Pseudo facial asymmetry is not true facial asymmetry, despite the asymmetric positioning of the mandible. Occlusal interference, habitual posturing, condylar dislocation, or dystonia are potential causes. As a result, the condyle is displaced forward relative to centric relation (CR) in the fossa. Conversely, true asymmetry involves facial asymmetry that exists while the condyle is seated in its original temporomandibular joint (TMJ) CR. Therefore, in this situation, the asymmetry would not be corrected although the condyle was situated in a gentle superoposterior position (Figs. 13.2, 13.3).
Developmental asymmetry is the non-pathologic, non-syndromic development of facial asymmetry. Genetics, intrauterine molding, or natural growth variances may cause developmental facial asymmetry. Usually, the facial asymmetry is present at birth but is not identified until later. To be categorized as developmental facial asymmetry, TMJ-related pathology or symptoms should be absent. Both condyles may be approximately equal in size and shape and most patients demonstrate similar condylar proportions during growth.

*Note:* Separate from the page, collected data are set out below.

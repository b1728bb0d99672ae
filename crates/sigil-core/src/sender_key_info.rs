//! Group sender key distribution bookkeeping.
//!
//! Decides, before a group send, whether our sender key must be created,
//! reset, handed to new devices, or can be used as is. The decision is pure;
//! the store applies it through [`crate::ProtocolStore::update_sender_key_info`]
//! and [`crate::ProtocolStore::reset_sender_key`].

use std::time::Duration;

use crate::records::{GroupSenderKeyInfo, MemberDevice};

/// Difference between the devices holding our sender key and the devices a
/// send is addressed to.
#[derive(Debug, Clone, Default, PartialEq, Eq)]
pub struct DeviceDiff {
    /// Addressed devices that do not hold the key yet
    pub new_to_member_devices: Vec<MemberDevice>,
    /// Devices holding the key that are no longer addressed
    pub removed_from_member_devices: Vec<MemberDevice>,
}

/// Compare current key holders with the devices a send targets.
///
/// A device counts as the same only if account, device number and
/// registration id all match; a re-registered device needs the key again. A
/// partial send (to a subset of members) never reports removals.
pub fn analyze_sender_key_devices(
    member_devices: &[MemberDevice],
    devices_for_send: &[MemberDevice],
    is_partial_send: bool,
) -> DeviceDiff {
    let new_to_member_devices = devices_for_send
        .iter()
        .filter(|device| !member_devices.contains(device))
        .cloned()
        .collect();

    let removed_from_member_devices = if is_partial_send {
        Vec::new()
    } else {
        member_devices
            .iter()
            .filter(|device| !devices_for_send.contains(device))
            .cloned()
            .collect()
    };

    DeviceDiff { new_to_member_devices, removed_from_member_devices }
}

/// Why an existing sender key must be replaced.
#[derive(Debug, Clone, Copy, PartialEq, Eq)]
pub enum ResetReason {
    /// Key is older than the allowed age
    Expired,
    /// Devices that held the key left the group
    MembersRemoved,
}

/// What to do with our sender key before a group send.
#[derive(Debug, Clone, PartialEq, Eq)]
pub enum DistributionPlan {
    /// No key yet; create one and distribute to every addressed device
    Create,
    /// Drop the key and start over
    Reset(ResetReason),
    /// Send the existing key to these devices first
    Distribute(Vec<MemberDevice>),
    /// Every addressed device already holds the key
    UpToDate,
}

/// Plan sender key handling for a send to `devices_for_send`.
pub fn plan_sender_key_distribution(
    info: Option<&GroupSenderKeyInfo>,
    devices_for_send: &[MemberDevice],
    is_partial_send: bool,
    now_ms: u64,
    max_age: Duration,
) -> DistributionPlan {
    let Some(info) = info else {
        return DistributionPlan::Create;
    };

    if now_ms.saturating_sub(info.created_at) >= max_age.as_millis() as u64 {
        return DistributionPlan::Reset(ResetReason::Expired);
    }

    let diff = analyze_sender_key_devices(&info.member_devices, devices_for_send, is_partial_send);
    if !diff.removed_from_member_devices.is_empty() {
        return DistributionPlan::Reset(ResetReason::MembersRemoved);
    }
    if !diff.new_to_member_devices.is_empty() {
        return DistributionPlan::Distribute(diff.new_to_member_devices);
    }
    DistributionPlan::UpToDate
}

#[cfg(test)]
mod tests {
    use super::*;
    use crate::ids::{DeviceId, DistributionId, ServiceId};

    const DAY_MS: u64 = 24 * 60 * 60 * 1000;
    const MAX_AGE: Duration = Duration::from_secs(90 * 24 * 60 * 60);

    fn device(who: &str, id: u32, registration_id: u32) -> MemberDevice {
        MemberDevice { id: DeviceId(id), identifier: ServiceId::new(who).unwrap(), registration_id }
    }

    fn info(members: Vec<MemberDevice>) -> GroupSenderKeyInfo {
        GroupSenderKeyInfo {
            created_at: 0,
            distribution_id: DistributionId(1),
            member_devices: members,
        }
    }

    #[test]
    fn new_and_removed_devices() {
        let members = [device("alice", 1, 10), device("bob", 1, 20)];
        let targets = [device("alice", 1, 10), device("carol", 2, 30)];

        let diff = analyze_sender_key_devices(&members, &targets, false);
        assert_eq!(diff.new_to_member_devices, vec![device("carol", 2, 30)]);
        assert_eq!(diff.removed_from_member_devices, vec![device("bob", 1, 20)]);

        let partial = analyze_sender_key_devices(&members, &targets, true);
        assert!(partial.removed_from_member_devices.is_empty());
    }

    #[test]
    fn re_registered_device_is_new() {
        let members = [device("alice", 1, 10)];
        let targets = [device("alice", 1, 11)];

        let diff = analyze_sender_key_devices(&members, &targets, true);
        assert_eq!(diff.new_to_member_devices, targets.to_vec());
    }

    #[test]
    fn plans() {
        let members = vec![device("alice", 1, 10)];
        let current = info(members.clone());

        assert_eq!(
            plan_sender_key_distribution(None, &members, false, 0, MAX_AGE),
            DistributionPlan::Create
        );
        assert_eq!(
            plan_sender_key_distribution(Some(&current), &members, false, 90 * DAY_MS, MAX_AGE),
            DistributionPlan::Reset(ResetReason::Expired)
        );
        assert_eq!(
            plan_sender_key_distribution(Some(&current), &[], false, DAY_MS, MAX_AGE),
            DistributionPlan::Reset(ResetReason::MembersRemoved)
        );
        assert_eq!(
            plan_sender_key_distribution(
                Some(&current),
                &[device("alice", 1, 10), device("bob", 2, 20)],
                false,
                DAY_MS,
                MAX_AGE
            ),
            DistributionPlan::Distribute(vec![device("bob", 2, 20)])
        );
        assert_eq!(
            plan_sender_key_distribution(Some(&current), &members, false, DAY_MS, MAX_AGE),
            DistributionPlan::UpToDate
        );
    }
}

Unilateral mandibular hyperplasia is a typical example of overdevelopmental facial asymmetry. The ipsilateral mandibular ramus, body, and parasymphysis, including the condyle, are enlarged while the contralateral mandible appears normal. Specifically, unilateral condyle hyperplasia is a good example of overdevelopmental facial asymmetry.
The etiologies of underdevelopmental facial asymmetry are diverse. This type of asymmetry can be categorized as congenital, acquired facial asymmetry, adolescent internal condylar resorption, or as a connective tissue disorder.

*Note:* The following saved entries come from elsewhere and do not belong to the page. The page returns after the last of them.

//! Per-key FIFO job queues.
//!
//! Every distinct key gets its own FIFO, created on first use and reused
//! afterwards. Jobs for one key run one at a time in submission order; jobs for
//! different keys run concurrently, up to the shared concurrency limit.
//!
//! # Invariants
//!
//! - At most one job per key is running at any time
//! - A job that exceeds the timeout is rejected and its key released
//! - A job enqueued from inside a running job for the same key runs inline
//! - Nested jobs reuse the outer job's concurrency permit
//! - [`JobQueues::in_job`] tells callers when taking another key of the same
//!   family could wait on a job that is waiting on them

#![allow(clippy::disallowed_types, reason = "Short critical sections, never held across await")]

use std::{
    collections::HashMap,
    future::Future,
    sync::{Arc, Mutex, MutexGuard, PoisonError},
    time::Duration,
};

use tokio::sync::{Mutex as KeyLock, Semaphore};
use tracing::{debug, trace, warn};

use crate::{StoreError, env::Environment};

tokio::task_local! {
    /// Queue family and key held by the jobs running on this task, outermost first.
    static HELD_KEYS: Vec<(&'static str, String)>;
}

/// A family of keyed FIFO queues sharing one concurrency limit.
pub struct JobQueues<E: Environment> {
    name: &'static str,
    env: E,
    timeout: Duration,
    queues: Mutex<HashMap<String, Arc<KeyLock<()>>>>,
    limiter: Arc<Semaphore>,
}

impl<E: Environment> JobQueues<E> {
    /// Queues named `name` (for logs) drawing permits from `limiter`.
    pub fn new(name: &'static str, env: E, timeout: Duration, limiter: Arc<Semaphore>) -> Self {
        Self { name, env, timeout, queues: Mutex::new(HashMap::new()), limiter }
    }

    /// Run `job` on the queue for `key`.
    ///
    /// Waits for earlier jobs on the same key, then for a concurrency permit.
    /// The timeout covers the job itself, not the wait.
    ///
    /// # Errors
    ///
    /// - `StoreError::Timeout` if the job runs longer than the allowance
    /// - `StoreError::QueueClosed` if the concurrency limiter was closed
    /// - Whatever `job` returns
    pub async fn enqueue<T, F, Fut>(&self, key: &str, job: F) -> Result<T, StoreError>
    where
        F: FnOnce() -> Fut,
        Fut: Future<Output = Result<T, StoreError>>,
    {
        let held = HELD_KEYS.try_with(Clone::clone).ok();
        if held
            .as_ref()
            .is_some_and(|keys| keys.iter().any(|(name, k)| *name == self.name && k == key))
        {
            debug!(queue = self.name, key, "running nested job inline");
            return job().await;
        }

        let turn = self.queue_for(key).lock_owned().await;
        let permit = match held {
            Some(_) => None,
            None => Some(
                self.limiter
                    .clone()
                    .acquire_owned()
                    .await
                    .map_err(|_| StoreError::QueueClosed(self.name.to_string()))?,
            ),
        };

        let mut keys = held.unwrap_or_default();
        keys.push((self.name, key.to_string()));

        let started = self.env.now();
        let result = tokio::select! {
            result = HELD_KEYS.scope(keys, job()) => result,
            () = self.env.sleep(self.timeout) => {
                warn!(queue = self.name, key, timeout = ?self.timeout, "job timed out");
                Err(StoreError::Timeout { queue: key.to_string(), after: self.timeout })
            },
        };
        trace!(queue = self.name, key, elapsed = ?(self.env.now() - started), "job finished");

        drop(permit);
        drop(turn);
        result
    }

    /// Whether the current task is running a job from this family.
    pub fn in_job(&self) -> bool {
        HELD_KEYS
            .try_with(|keys| keys.iter().any(|(name, _)| *name == self.name))
            .unwrap_or(false)
    }

    /// Drop queues nobody is using.
    pub fn prune_idle(&self) {
        self.lock().retain(|_, queue| Arc::strong_count(queue) > 1);
    }

    /// Number of keys with a queue.
    pub fn queue_count(&self) -> usize {
        self.lock().len()
    }

    fn queue_for(&self, key: &str) -> Arc<KeyLock<()>> {
        self.lock().entry(key.to_string()).or_insert_with(|| Arc::new(KeyLock::new(()))).clone()
    }

    fn lock(&self) -> MutexGuard<'_, HashMap<String, Arc<KeyLock<()>>>> {
        self.queues.lock().unwrap_or_else(PoisonError::into_inner)
    }
}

Congenital underdevelopmental facial asymmetry includes unilateral cleft lip and palate, hemifacial microsomia, and Treacher Collins syndrome. Acquired underdevelopmental facial asymmetry may result from trauma, infection, or ankylosis. Idiopathic condyle resorption (ICR) presents unilaterally and can also cause underdevelopmental facial asymmetry.
Traditionally, craniofacial asymmetry has not been described as a category of facial asymmetry in textbooks or in the literature. However, I strongly suggest this as a separate categorization because craniofacial asymmetry has quite unique features from other types of facial asymmetry and is the most challenging to correct. Some patients can present with a twisted face.